### YOUR GOAL
Among the records, which lines include "Some"? List them.

### INPUT DATA

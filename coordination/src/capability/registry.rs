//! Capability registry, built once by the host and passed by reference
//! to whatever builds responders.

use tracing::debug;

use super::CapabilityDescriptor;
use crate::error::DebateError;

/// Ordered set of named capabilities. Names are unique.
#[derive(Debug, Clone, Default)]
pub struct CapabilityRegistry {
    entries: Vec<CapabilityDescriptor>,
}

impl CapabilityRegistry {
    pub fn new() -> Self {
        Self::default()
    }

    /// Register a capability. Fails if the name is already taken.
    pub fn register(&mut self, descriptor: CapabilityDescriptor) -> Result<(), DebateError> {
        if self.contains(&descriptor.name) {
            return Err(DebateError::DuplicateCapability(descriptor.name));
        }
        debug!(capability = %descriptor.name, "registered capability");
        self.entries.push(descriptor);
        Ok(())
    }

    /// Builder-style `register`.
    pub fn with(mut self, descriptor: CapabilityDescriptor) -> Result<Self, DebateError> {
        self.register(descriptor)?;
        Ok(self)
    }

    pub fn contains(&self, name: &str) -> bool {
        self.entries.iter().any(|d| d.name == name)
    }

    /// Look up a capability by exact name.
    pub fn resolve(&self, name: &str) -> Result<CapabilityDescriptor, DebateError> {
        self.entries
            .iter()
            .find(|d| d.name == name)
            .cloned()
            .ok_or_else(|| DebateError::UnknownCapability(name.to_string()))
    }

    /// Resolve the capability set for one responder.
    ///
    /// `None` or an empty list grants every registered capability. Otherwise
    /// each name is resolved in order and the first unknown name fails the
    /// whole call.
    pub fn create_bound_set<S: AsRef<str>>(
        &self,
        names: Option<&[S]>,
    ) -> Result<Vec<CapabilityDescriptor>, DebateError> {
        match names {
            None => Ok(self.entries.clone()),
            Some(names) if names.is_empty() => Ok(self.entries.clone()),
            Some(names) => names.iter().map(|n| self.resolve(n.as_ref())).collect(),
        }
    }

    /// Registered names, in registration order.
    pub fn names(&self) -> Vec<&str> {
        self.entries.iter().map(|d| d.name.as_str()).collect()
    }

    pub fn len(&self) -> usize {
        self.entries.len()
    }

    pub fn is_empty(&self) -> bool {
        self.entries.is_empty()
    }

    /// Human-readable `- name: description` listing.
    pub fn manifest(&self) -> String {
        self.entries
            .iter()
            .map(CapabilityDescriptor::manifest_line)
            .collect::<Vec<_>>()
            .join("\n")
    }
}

---

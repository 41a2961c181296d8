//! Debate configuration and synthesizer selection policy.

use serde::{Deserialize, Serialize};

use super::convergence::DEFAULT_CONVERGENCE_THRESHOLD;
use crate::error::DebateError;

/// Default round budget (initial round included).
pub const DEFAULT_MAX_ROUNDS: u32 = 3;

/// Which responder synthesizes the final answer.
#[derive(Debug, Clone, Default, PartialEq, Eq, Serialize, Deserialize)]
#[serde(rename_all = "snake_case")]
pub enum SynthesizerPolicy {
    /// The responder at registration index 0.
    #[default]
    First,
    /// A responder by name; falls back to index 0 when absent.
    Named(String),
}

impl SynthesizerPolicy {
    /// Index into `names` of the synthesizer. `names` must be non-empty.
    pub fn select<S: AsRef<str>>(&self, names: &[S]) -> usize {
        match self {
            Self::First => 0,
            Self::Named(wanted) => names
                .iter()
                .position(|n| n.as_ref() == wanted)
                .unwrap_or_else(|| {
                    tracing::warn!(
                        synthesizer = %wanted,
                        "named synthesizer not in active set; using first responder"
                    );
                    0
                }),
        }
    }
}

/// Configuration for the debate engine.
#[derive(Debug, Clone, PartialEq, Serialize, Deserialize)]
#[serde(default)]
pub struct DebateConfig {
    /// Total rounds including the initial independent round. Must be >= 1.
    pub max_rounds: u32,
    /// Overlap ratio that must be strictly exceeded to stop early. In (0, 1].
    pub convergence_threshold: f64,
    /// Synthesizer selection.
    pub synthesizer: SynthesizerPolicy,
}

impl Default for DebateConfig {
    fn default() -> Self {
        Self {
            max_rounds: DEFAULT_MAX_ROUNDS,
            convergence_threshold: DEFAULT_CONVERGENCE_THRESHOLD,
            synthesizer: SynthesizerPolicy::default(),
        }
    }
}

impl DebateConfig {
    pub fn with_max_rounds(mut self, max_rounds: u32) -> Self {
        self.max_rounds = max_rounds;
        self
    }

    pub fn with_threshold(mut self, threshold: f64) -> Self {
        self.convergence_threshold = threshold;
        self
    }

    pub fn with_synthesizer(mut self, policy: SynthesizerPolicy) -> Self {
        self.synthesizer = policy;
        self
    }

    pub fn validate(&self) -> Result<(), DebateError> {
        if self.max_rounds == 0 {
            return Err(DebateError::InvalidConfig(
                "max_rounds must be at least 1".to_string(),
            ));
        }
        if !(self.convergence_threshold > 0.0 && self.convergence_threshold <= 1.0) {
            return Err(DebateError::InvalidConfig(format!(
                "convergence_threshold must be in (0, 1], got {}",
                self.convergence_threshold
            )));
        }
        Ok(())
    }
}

### EXERCISE OUTPUT
            Some(names) if names.is_empty() => Ok(self.entries.clone()),
            Some(names) => names.iter().map(|n| self.resolve(n.as_ref())).collect(),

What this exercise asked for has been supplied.